**Exercise goal**
Every line holding "created" should be copied from the records below.

--- Records provided ---

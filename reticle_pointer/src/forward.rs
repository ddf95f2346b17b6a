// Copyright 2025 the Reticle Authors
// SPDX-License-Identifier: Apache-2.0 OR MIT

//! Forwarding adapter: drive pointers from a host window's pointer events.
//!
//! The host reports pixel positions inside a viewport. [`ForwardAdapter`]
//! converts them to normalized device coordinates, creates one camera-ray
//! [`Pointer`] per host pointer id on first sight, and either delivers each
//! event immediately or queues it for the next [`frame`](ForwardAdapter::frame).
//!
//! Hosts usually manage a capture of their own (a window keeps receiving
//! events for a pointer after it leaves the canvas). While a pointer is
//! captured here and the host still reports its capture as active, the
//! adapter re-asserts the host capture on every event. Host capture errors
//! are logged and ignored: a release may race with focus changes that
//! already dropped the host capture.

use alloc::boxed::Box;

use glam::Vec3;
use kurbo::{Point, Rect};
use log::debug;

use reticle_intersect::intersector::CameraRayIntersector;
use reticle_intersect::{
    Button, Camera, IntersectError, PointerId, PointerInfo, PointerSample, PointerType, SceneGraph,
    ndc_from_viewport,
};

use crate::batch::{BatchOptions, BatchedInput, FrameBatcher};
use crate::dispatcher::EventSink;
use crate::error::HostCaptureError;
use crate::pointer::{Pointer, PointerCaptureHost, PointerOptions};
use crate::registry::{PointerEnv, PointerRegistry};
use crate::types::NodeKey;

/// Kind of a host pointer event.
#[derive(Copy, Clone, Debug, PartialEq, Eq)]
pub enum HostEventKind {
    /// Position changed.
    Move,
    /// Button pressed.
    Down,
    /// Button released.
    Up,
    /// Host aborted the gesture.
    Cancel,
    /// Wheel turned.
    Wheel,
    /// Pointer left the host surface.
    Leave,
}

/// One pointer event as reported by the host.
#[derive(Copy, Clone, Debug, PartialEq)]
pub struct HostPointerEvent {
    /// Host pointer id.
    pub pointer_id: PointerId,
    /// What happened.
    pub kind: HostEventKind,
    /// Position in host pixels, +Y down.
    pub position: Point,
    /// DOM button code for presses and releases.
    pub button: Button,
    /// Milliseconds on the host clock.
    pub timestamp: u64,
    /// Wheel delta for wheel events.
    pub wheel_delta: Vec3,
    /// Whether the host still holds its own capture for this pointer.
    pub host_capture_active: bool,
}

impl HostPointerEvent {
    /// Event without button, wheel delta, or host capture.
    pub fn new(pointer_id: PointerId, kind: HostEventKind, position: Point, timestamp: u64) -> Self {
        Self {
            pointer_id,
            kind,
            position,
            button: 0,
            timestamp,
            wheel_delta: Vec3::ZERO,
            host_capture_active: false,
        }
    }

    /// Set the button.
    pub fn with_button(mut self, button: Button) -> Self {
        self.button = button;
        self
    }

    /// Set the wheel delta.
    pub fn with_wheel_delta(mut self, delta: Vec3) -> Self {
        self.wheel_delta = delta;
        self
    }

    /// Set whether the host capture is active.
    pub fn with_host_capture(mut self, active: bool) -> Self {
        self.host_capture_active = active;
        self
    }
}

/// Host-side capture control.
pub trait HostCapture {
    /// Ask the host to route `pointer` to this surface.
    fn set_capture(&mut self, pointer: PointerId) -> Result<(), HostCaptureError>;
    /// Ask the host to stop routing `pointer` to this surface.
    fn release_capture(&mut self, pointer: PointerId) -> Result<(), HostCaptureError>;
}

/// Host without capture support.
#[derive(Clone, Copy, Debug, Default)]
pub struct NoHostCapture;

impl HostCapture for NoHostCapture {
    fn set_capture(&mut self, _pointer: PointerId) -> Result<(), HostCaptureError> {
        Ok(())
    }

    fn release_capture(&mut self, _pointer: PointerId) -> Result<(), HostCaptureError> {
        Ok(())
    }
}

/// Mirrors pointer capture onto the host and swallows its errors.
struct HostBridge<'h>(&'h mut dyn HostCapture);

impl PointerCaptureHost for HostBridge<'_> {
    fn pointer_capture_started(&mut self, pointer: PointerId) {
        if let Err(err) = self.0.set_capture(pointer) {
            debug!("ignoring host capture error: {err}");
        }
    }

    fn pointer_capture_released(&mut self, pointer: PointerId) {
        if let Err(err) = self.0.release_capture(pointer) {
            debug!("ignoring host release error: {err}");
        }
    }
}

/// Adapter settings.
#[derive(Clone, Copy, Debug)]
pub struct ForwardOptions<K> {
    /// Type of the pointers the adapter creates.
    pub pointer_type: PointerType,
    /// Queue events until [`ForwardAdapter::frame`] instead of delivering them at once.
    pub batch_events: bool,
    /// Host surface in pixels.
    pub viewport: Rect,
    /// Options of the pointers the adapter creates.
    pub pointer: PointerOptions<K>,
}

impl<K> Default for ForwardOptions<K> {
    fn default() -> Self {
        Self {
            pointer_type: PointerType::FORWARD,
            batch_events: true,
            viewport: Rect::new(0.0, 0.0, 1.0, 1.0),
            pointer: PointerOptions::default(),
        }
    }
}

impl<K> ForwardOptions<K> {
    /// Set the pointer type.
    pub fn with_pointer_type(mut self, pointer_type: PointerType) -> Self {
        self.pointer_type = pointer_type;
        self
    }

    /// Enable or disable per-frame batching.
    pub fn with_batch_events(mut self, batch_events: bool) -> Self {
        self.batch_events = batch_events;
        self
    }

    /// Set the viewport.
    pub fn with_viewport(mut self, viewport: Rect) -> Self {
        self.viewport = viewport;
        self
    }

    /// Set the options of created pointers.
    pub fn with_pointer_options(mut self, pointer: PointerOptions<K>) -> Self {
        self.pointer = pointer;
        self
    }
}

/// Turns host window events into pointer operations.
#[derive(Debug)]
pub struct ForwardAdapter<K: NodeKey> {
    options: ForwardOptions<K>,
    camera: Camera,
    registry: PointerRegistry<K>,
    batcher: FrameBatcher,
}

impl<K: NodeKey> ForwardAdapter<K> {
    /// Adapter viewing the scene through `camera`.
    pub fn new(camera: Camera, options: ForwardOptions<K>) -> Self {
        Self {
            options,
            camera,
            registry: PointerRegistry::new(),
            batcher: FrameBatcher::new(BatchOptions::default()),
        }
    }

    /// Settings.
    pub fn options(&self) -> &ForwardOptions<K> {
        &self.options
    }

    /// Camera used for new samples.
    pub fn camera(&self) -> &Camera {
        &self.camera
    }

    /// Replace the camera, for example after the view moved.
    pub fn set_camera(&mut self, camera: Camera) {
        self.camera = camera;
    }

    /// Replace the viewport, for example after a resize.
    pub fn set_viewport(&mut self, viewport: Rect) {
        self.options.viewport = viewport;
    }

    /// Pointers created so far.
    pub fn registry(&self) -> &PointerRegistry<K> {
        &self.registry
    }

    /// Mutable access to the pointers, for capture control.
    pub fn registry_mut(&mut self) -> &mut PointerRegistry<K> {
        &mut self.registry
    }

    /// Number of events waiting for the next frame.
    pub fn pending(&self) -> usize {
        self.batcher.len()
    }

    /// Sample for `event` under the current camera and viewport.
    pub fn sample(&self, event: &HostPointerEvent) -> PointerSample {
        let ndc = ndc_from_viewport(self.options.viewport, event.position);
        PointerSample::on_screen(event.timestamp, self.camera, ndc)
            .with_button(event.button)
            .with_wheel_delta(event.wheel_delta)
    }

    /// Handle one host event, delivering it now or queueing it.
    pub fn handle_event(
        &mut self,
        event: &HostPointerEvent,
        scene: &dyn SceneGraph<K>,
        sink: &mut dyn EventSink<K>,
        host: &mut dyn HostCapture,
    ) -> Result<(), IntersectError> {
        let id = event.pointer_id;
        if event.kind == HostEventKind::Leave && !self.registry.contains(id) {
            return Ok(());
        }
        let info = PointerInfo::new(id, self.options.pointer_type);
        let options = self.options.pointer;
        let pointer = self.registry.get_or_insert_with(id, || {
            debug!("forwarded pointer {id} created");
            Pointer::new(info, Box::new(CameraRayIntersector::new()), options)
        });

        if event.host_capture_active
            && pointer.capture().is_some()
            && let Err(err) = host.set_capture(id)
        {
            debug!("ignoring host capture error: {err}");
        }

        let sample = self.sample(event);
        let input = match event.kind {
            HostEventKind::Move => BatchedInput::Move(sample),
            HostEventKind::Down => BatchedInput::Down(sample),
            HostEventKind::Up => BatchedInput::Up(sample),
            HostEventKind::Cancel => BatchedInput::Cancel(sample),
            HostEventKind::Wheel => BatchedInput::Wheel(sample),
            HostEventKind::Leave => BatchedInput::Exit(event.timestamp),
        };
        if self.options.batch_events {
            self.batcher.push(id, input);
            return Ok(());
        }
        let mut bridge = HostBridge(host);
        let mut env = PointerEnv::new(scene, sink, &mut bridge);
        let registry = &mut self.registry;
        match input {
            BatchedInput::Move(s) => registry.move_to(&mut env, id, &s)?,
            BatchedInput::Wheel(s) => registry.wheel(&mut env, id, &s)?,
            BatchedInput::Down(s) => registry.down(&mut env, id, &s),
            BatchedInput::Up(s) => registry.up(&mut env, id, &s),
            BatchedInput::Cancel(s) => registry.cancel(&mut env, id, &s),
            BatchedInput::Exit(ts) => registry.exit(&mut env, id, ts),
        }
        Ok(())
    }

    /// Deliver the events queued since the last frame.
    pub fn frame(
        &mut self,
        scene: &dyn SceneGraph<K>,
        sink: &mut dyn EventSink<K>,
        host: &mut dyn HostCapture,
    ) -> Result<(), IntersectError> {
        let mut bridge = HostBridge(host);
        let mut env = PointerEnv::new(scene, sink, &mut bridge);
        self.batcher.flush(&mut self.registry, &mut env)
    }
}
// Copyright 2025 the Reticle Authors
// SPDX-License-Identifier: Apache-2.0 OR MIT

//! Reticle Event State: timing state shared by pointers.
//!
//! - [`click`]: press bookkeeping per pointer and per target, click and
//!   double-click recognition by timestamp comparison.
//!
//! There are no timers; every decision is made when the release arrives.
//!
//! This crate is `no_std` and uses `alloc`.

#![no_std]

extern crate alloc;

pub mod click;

---

**Answer to this task**
    /// Set the options of created pointers.
    /// Pointers created so far.
            debug!("forwarded pointer {id} created");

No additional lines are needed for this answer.